=== Try it ===
Select the lines below containing the word "ExpirationOperation".

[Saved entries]
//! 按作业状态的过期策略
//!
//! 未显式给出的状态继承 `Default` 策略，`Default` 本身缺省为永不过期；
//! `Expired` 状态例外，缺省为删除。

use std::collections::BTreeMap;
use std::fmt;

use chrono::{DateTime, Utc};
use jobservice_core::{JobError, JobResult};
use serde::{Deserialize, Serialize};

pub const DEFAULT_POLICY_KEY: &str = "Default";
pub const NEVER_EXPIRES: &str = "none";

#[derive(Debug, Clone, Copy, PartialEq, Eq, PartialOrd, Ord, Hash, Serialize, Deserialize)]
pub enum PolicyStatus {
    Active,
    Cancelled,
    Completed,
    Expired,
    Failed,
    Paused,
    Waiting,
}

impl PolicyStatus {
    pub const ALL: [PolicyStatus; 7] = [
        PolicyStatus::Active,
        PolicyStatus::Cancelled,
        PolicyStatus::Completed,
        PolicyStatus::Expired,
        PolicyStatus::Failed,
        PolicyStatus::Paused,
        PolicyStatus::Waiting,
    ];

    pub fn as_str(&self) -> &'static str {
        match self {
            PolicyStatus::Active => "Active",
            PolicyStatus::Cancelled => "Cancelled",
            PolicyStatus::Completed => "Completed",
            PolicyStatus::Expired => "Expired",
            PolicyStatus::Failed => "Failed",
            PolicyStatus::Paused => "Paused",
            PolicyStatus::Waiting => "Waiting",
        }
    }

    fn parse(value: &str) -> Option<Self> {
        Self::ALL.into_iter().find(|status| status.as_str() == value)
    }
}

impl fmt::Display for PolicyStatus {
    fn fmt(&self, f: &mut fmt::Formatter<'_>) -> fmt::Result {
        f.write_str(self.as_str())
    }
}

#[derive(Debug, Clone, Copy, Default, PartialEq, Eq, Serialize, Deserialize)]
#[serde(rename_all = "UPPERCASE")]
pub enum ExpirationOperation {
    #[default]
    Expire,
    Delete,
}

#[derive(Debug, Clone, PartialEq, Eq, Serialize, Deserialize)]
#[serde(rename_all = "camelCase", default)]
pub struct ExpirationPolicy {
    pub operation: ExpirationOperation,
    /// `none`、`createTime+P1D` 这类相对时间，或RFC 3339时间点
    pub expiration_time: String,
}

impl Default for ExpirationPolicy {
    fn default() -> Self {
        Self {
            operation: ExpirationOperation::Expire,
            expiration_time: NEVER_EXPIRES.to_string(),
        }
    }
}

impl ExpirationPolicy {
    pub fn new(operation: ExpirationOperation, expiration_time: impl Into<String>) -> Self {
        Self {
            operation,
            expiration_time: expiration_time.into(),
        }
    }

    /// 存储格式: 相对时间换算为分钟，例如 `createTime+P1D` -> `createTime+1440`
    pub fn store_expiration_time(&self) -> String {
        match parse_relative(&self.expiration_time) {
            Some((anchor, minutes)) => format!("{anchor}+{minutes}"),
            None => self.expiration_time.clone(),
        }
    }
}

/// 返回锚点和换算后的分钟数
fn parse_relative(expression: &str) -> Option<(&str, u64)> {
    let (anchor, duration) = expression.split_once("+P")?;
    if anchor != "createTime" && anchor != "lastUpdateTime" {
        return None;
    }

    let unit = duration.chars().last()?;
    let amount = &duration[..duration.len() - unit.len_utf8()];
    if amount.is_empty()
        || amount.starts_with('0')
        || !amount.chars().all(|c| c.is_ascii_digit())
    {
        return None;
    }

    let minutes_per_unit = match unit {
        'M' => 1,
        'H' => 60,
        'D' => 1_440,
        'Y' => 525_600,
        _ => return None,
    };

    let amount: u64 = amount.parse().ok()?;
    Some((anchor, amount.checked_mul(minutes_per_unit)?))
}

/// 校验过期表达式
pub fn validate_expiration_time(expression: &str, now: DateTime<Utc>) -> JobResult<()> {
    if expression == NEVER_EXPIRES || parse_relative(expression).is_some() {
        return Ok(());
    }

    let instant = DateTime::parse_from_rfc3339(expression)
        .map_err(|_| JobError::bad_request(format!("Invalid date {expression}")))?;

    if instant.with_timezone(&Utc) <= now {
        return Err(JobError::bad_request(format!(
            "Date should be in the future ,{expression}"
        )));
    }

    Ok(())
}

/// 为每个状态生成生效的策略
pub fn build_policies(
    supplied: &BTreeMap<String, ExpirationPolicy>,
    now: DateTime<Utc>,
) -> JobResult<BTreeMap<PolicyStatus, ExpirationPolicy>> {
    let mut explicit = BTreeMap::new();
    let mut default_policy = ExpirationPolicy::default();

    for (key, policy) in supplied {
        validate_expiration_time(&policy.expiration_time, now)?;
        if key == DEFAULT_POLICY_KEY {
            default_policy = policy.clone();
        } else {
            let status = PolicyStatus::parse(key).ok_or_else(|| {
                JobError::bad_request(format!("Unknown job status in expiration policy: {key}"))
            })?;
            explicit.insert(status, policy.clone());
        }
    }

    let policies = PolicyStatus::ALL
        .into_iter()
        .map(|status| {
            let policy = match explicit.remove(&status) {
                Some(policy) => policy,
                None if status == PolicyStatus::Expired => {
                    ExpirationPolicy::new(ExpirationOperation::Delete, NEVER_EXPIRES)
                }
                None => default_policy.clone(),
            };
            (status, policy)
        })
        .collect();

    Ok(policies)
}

=== Solution to this problem ===
pub enum ExpirationOperation {
    pub operation: ExpirationOperation,
            operation: ExpirationOperation::Expire,
    pub fn new(operation: ExpirationOperation, expiration_time: impl Into<String>) -> Self {
                    ExpirationPolicy::new(ExpirationOperation::Delete, NEVER_EXPIRES)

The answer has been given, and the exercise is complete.